Task to complete -> When a line in the listing below contains the word "Condvar", return a copy of that line.

Dataset ->
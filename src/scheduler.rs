//! The shared event loop behind every device's tick.
//!
//! A [`Scheduler`] owns a set of periodic tasks. Each powered-on device registers exactly
//! one task with it, and nothing ticks on its own: deadlines are processed either
//!
//! - manually, against a virtual clock ([`Scheduler::manual`] + [`Scheduler::advance`]),
//!   which makes multi-device runs fully deterministic, or
//! - by one background thread ([`Scheduler::spawn_driver`]) that sleeps until the next
//!   deadline, or
//! - with the `tokio` feature, by an async task ([`Scheduler::run_until`]).
//!
//! Callbacks always run with the scheduler's lock released and run to completion, so a
//! callback may schedule or cancel tasks (including its own).
//!
//! ```
//! use handheld_link::Scheduler;
//! use std::sync::atomic::{AtomicUsize, Ordering};
//! use std::sync::Arc;
//! use std::time::Duration;
//!
//! let scheduler = Scheduler::manual();
//! let ticks = Arc::new(AtomicUsize::new(0));
//! let counter = ticks.clone();
//! let _task = scheduler.schedule_periodic("counter", Duration::from_millis(10), move || {
//!     counter.fetch_add(1, Ordering::SeqCst);
//! });
//!
//! scheduler.advance(Duration::from_millis(35)).unwrap();
//! assert_eq!(ticks.load(Ordering::SeqCst), 3);
//! ```

#[cfg(feature = "tokio")]
mod tokio_driver;

use std::collections::BTreeMap;
use std::fmt;
use std::sync::{Arc, Weak};
use std::thread::JoinHandle;

use parking_lot::{Condvar, Mutex};
use tracing::{debug, trace};
use web_time::{Duration, Instant};

use crate::error::{HandheldError, HandheldResult};
use crate::report_violation;
use crate::telemetry::{ViolationKind, ViolationSeverity};

/// The shortest period a task may have. Shorter periods are clamped up to this.
pub const MIN_PERIOD: Duration = Duration::from_millis(1);

/// Identifies a task within one scheduler. Ids are never reused.
#[derive(Debug, Copy, Clone, PartialEq, Eq, PartialOrd, Ord, Hash)]
pub struct TaskId(u64);

impl TaskId {
    /// The raw id.
    #[must_use]
    pub const fn as_u64(self) -> u64 {
        self.0
    }
}

impl fmt::Display for TaskId {
    fn fmt(&self, f: &mut fmt::Formatter<'_>) -> fmt::Result {
        write!(f, "task#{}", self.0)
    }
}

type Callback = Arc<dyn Fn() + Send + Sync>;

struct PeriodicTask {
    label: String,
    period: Duration,
    next_due: Instant,
    callback: Callback,
}

#[derive(Default)]
struct SchedulerState {
    tasks: BTreeMap<TaskId, PeriodicTask>,
    next_id: u64,
    driver_running: bool,
    shutdown: bool,
}

impl SchedulerState {
    /// The earliest `(deadline, id)` pair, ties broken by id.
    fn earliest(&self) -> Option<(Instant, TaskId)> {
        self.tasks
            .iter()
            .map(|(id, task)| (task.next_due, *id))
            .min()
    }
}

enum Clock {
    System,
    Manual {
        origin: Instant,
        elapsed: Mutex<Duration>,
    },
}

impl Clock {
    fn now(&self) -> Instant {
        match self {
            Self::System => Instant::now(),
            Self::Manual { origin, elapsed } => *origin + *elapsed.lock(),
        }
    }

    fn is_manual(&self) -> bool {
        matches!(self, Self::Manual { .. })
    }
}

struct SchedulerShared {
    state: Mutex<SchedulerState>,
    wakeup: Condvar,
    clock: Clock,
    #[cfg(feature = "tokio")]
    notify: tokio::sync::Notify,
}

impl SchedulerShared {
    fn new(clock: Clock) -> Self {
        Self {
            state: Mutex::new(SchedulerState::default()),
            wakeup: Condvar::new(),
            clock,
            #[cfg(feature = "tokio")]
            notify: tokio::sync::Notify::new(),
        }
    }

    fn wake(&self) {
        self.wakeup.notify_all();
        #[cfg(feature = "tokio")]
        self.notify.notify_one();
    }

    fn cancel(&self, id: TaskId) -> bool {
        let removed = self.state.lock().tasks.remove(&id);
        match removed {
            Some(task) => {
                debug!(task = %id, label = %task.label, "Cancelled periodic task");
                self.wake();
                true
            },
            None => false,
        }
    }

    /// Runs the callback of `id` unless the task was cancelled in the meantime.
    fn invoke(&self, id: TaskId, callback: &Callback) -> bool {
        if !self.state.lock().tasks.contains_key(&id) {
            return false;
        }
        trace!(task = %id, "Running periodic task");
        callback();
        true
    }

    /// Runs every task that is due at the current clock reading once.
    ///
    /// Missed ticks are dropped: a task that fell several periods behind runs a single
    /// time and is rescheduled one period from now.
    fn run_due(&self) -> usize {
        let now = self.clock.now();
        let due: Vec<(TaskId, Callback)> = {
            let mut state = self.state.lock();
            let mut due = Vec::new();
            for (id, task) in &mut state.tasks {
                if task.next_due > now {
                    continue;
                }
                task.next_due += task.period;
                if task.next_due <= now {
                    task.next_due = now + task.period;
                }
                due.push((*id, Arc::clone(&task.callback)));
            }
            due
        };

        due.iter()
            .filter(|(id, callback)| self.invoke(*id, callback))
            .count()
    }
}

/// A cheaply cloneable handle to a shared task scheduler.
///
/// Clones refer to the same set of tasks.
#[derive(Clone)]
pub struct Scheduler {
    shared: Arc<SchedulerShared>,
}

impl Default for Scheduler {
    fn default() -> Self {
        Self::new()
    }
}

impl fmt::Debug for Scheduler {
    fn fmt(&self, f: &mut fmt::Formatter<'_>) -> fmt::Result {
        f.debug_struct("Scheduler")
            .field("manual", &self.is_manual())
            .field("tasks", &self.task_count())
            .finish_non_exhaustive()
    }
}

impl Scheduler {
    /// Creates a scheduler that follows the wall clock.
    #[must_use]
    pub fn new() -> Self {
        Self {
            shared: Arc::new(SchedulerShared::new(Clock::System)),
        }
    }

    /// Creates a scheduler on a virtual clock that only moves through [`Scheduler::advance`].
    #[must_use]
    pub fn manual() -> Self {
        Self {
            shared: Arc::new(SchedulerShared::new(Clock::Manual {
                origin: Instant::now(),
                elapsed: Mutex::new(Duration::ZERO),
            })),
        }
    }

    /// Returns `true` for schedulers created with [`Scheduler::manual`].
    #[must_use]
    pub fn is_manual(&self) -> bool {
        self.shared.clock.is_manual()
    }

    /// The scheduler's current time.
    #[must_use]
    pub fn now(&self) -> Instant {
        self.shared.clock.now()
    }

    /// Registers `callback` to run every `period`, first one `period` from now.
    ///
    /// The task lives as long as the returned [`TaskHandle`]. Periods below
    /// [`MIN_PERIOD`] are clamped and reported as a scheduler violation.
    #[must_use = "dropping the handle cancels the task"]
    pub fn schedule_periodic<F>(
        &self,
        label: impl Into<String>,
        period: Duration,
        callback: F,
    ) -> TaskHandle
    where
        F: Fn() + Send + Sync + 'static,
    {
        let label = label.into();
        let period = if period < MIN_PERIOD {
            report_violation!(
                ViolationSeverity::Warning,
                ViolationKind::Scheduler,
                "Task '{}' requested a {:?} period, clamped to {:?}",
                label,
                period,
                MIN_PERIOD
            );
            MIN_PERIOD
        } else {
            period
        };

        let next_due = self.now() + period;
        let id = {
            let mut state = self.shared.state.lock();
            let id = TaskId(state.next_id);
            state.next_id += 1;
            debug!(task = %id, label = %label, ?period, "Scheduled periodic task");
            state.tasks.insert(
                id,
                PeriodicTask {
                    label,
                    period,
                    next_due,
                    callback: Arc::new(callback),
                },
            );
            id
        };
        self.shared.wake();

        TaskHandle {
            id,
            scheduler: Arc::downgrade(&self.shared),
        }
    }

    /// Number of live tasks.
    #[must_use]
    pub fn task_count(&self) -> usize {
        self.shared.state.lock().tasks.len()
    }

    /// Returns `true` while the task `id` has not been cancelled.
    #[must_use]
    pub fn is_scheduled(&self, id: TaskId) -> bool {
        self.shared.state.lock().tasks.contains_key(&id)
    }

    /// The earliest pending deadline, if any task is scheduled.
    #[must_use]
    pub fn next_deadline(&self) -> Option<Instant> {
        self.shared
            .state
            .lock()
            .earliest()
            .map(|(deadline, _)| deadline)
    }

    /// Runs every task that is due now once and returns how many ran.
    ///
    /// Ticks missed since the last call are not caught up.
    pub fn run_pending(&self) -> usize {
        self.shared.run_due()
    }

    /// Moves a manual scheduler's clock forward by `by`, running every tick that falls
    /// inside the window in deadline order (ties by task id). Returns the number of
    /// callbacks invoked.
    ///
    /// Before each callback the virtual clock is set to that tick's deadline, so tasks
    /// scheduled from inside a callback are timed relative to it.
    ///
    /// # Errors
    ///
    /// [`HandheldError::InvalidRequest`] if this scheduler follows the wall clock.
    pub fn advance(&self, by: Duration) -> HandheldResult<usize> {
        let Clock::Manual { origin, elapsed } = &self.shared.clock else {
            return Err(HandheldError::InvalidRequest {
                info: "only a manual scheduler can be advanced".to_owned(),
            });
        };

        let target = self.now() + by;
        let mut ran = 0;
        loop {
            let next = {
                let mut state = self.shared.state.lock();
                match state.earliest() {
                    Some((due, id)) if due <= target => state.tasks.get_mut(&id).map(|task| {
                        task.next_due += task.period;
                        (due, id, Arc::clone(&task.callback))
                    }),
                    _ => None,
                }
            };
            let Some((due, id, callback)) = next else {
                break;
            };
            set_manual_time(*origin, elapsed, due);
            if self.shared.invoke(id, &callback) {
                ran += 1;
            }
        }
        set_manual_time(*origin, elapsed, target);
        Ok(ran)
    }

    /// Starts the single background thread that runs tasks as they fall due.
    ///
    /// # Errors
    ///
    /// - [`HandheldError::InvalidRequest`] for a manual scheduler.
    /// - [`HandheldError::DriverAlreadyRunning`] if a driver is already active.
    /// - [`HandheldError::DriverSpawn`] if the OS refused to start the thread.
    pub fn spawn_driver(&self) -> HandheldResult<DriverHandle> {
        if self.is_manual() {
            return Err(HandheldError::InvalidRequest {
                info: "a manual scheduler is driven through advance()".to_owned(),
            });
        }
        {
            let mut state = self.shared.state.lock();
            if state.driver_running {
                return Err(HandheldError::DriverAlreadyRunning);
            }
            state.driver_running = true;
            state.shutdown = false;
        }

        let shared = Arc::clone(&self.shared);
        let spawned = std::thread::Builder::new()
            .name("handheld-scheduler".to_owned())
            .spawn(move || driver_loop(&shared));

        match spawned {
            Ok(thread) => {
                debug!("Scheduler driver started");
                Ok(DriverHandle {
                    shared: Arc::clone(&self.shared),
                    thread: Some(thread),
                })
            },
            Err(err) => {
                self.shared.state.lock().driver_running = false;
                Err(HandheldError::DriverSpawn {
                    context: err.to_string(),
                })
            },
        }
    }

    /// Returns `true` while a driver thread is active.
    #[must_use]
    pub fn has_driver(&self) -> bool {
        self.shared.state.lock().driver_running
    }
}

/// Moves a virtual clock forward to `to`. Never moves it backwards.
fn set_manual_time(origin: Instant, elapsed: &Mutex<Duration>, to: Instant) {
    let mut elapsed = elapsed.lock();
    let offset = to.saturating_duration_since(origin);
    if offset > *elapsed {
        *elapsed = offset;
    }
}

fn driver_loop(shared: &SchedulerShared) {
    loop {
        {
            let mut state = shared.state.lock();
            if state.shutdown {
                break;
            }
            match state.earliest() {
                None => {
                    shared.wakeup.wait(&mut state);
                    continue;
                },
                Some((due, _)) => {
                    let now = shared.clock.now();
                    if due > now {
                        let _timed_out = shared.wakeup.wait_for(&mut state, due - now);
                        continue;
                    }
                },
            }
        }
        shared.run_due();
    }

    shared.state.lock().driver_running = false;
    debug!("Scheduler driver stopped");
}

/// Owner of one periodic task. Dropping it cancels the task.
#[derive(Debug)]
pub struct TaskHandle {
    id: TaskId,
    scheduler: Weak<SchedulerShared>,
}

impl TaskHandle {
    /// The task's id.
    #[must_use]
    pub fn id(&self) -> TaskId {
        self.id
    }

    /// Removes the task. Once this returns the callback is never started again.
    /// Returns `false` if it was already gone.
    pub fn cancel(&self) -> bool {
        self.scheduler
            .upgrade()
            .is_some_and(|shared| shared.cancel(self.id))
    }
}

impl Drop for TaskHandle {
    fn drop(&mut self) {
        self.cancel();
    }
}

/// Owner of the background driver thread. Dropping it stops the thread.
pub struct DriverHandle {
    shared: Arc<SchedulerShared>,
    thread: Option<JoinHandle<()>>,
}

impl fmt::Debug for DriverHandle {
    fn fmt(&self, f: &mut fmt::Formatter<'_>) -> fmt::Result {
        f.debug_struct("DriverHandle")
            .field("running", &self.thread.is_some())
            .finish_non_exhaustive()
    }
}

impl DriverHandle {
    /// Stops the driver and waits for its thread to exit.
    ///
    /// A callback currently running is allowed to finish. Calling this from inside a
    /// callback stops the driver without waiting for it.
    pub fn stop(&mut self) {
        let Some(thread) = self.thread.take() else {
            return;
        };
        self.shared.state.lock().shutdown = true;
        self.shared.wakeup.notify_all();
        if thread.thread().id() == std::thread::current().id() {
            return;
        }
        if thread.join().is_err() {
            report_violation!(
                ViolationSeverity::Error,
                ViolationKind::Scheduler,
                "Scheduler driver thread panicked"
            );
            self.shared.state.lock().driver_running = false;
        }
    }
}

impl Drop for DriverHandle {
    fn drop(&mut self) {
        self.stop();
    }
}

Answer section ->
use parking_lot::{Condvar, Mutex};
    wakeup: Condvar,
            wakeup: Condvar::new(),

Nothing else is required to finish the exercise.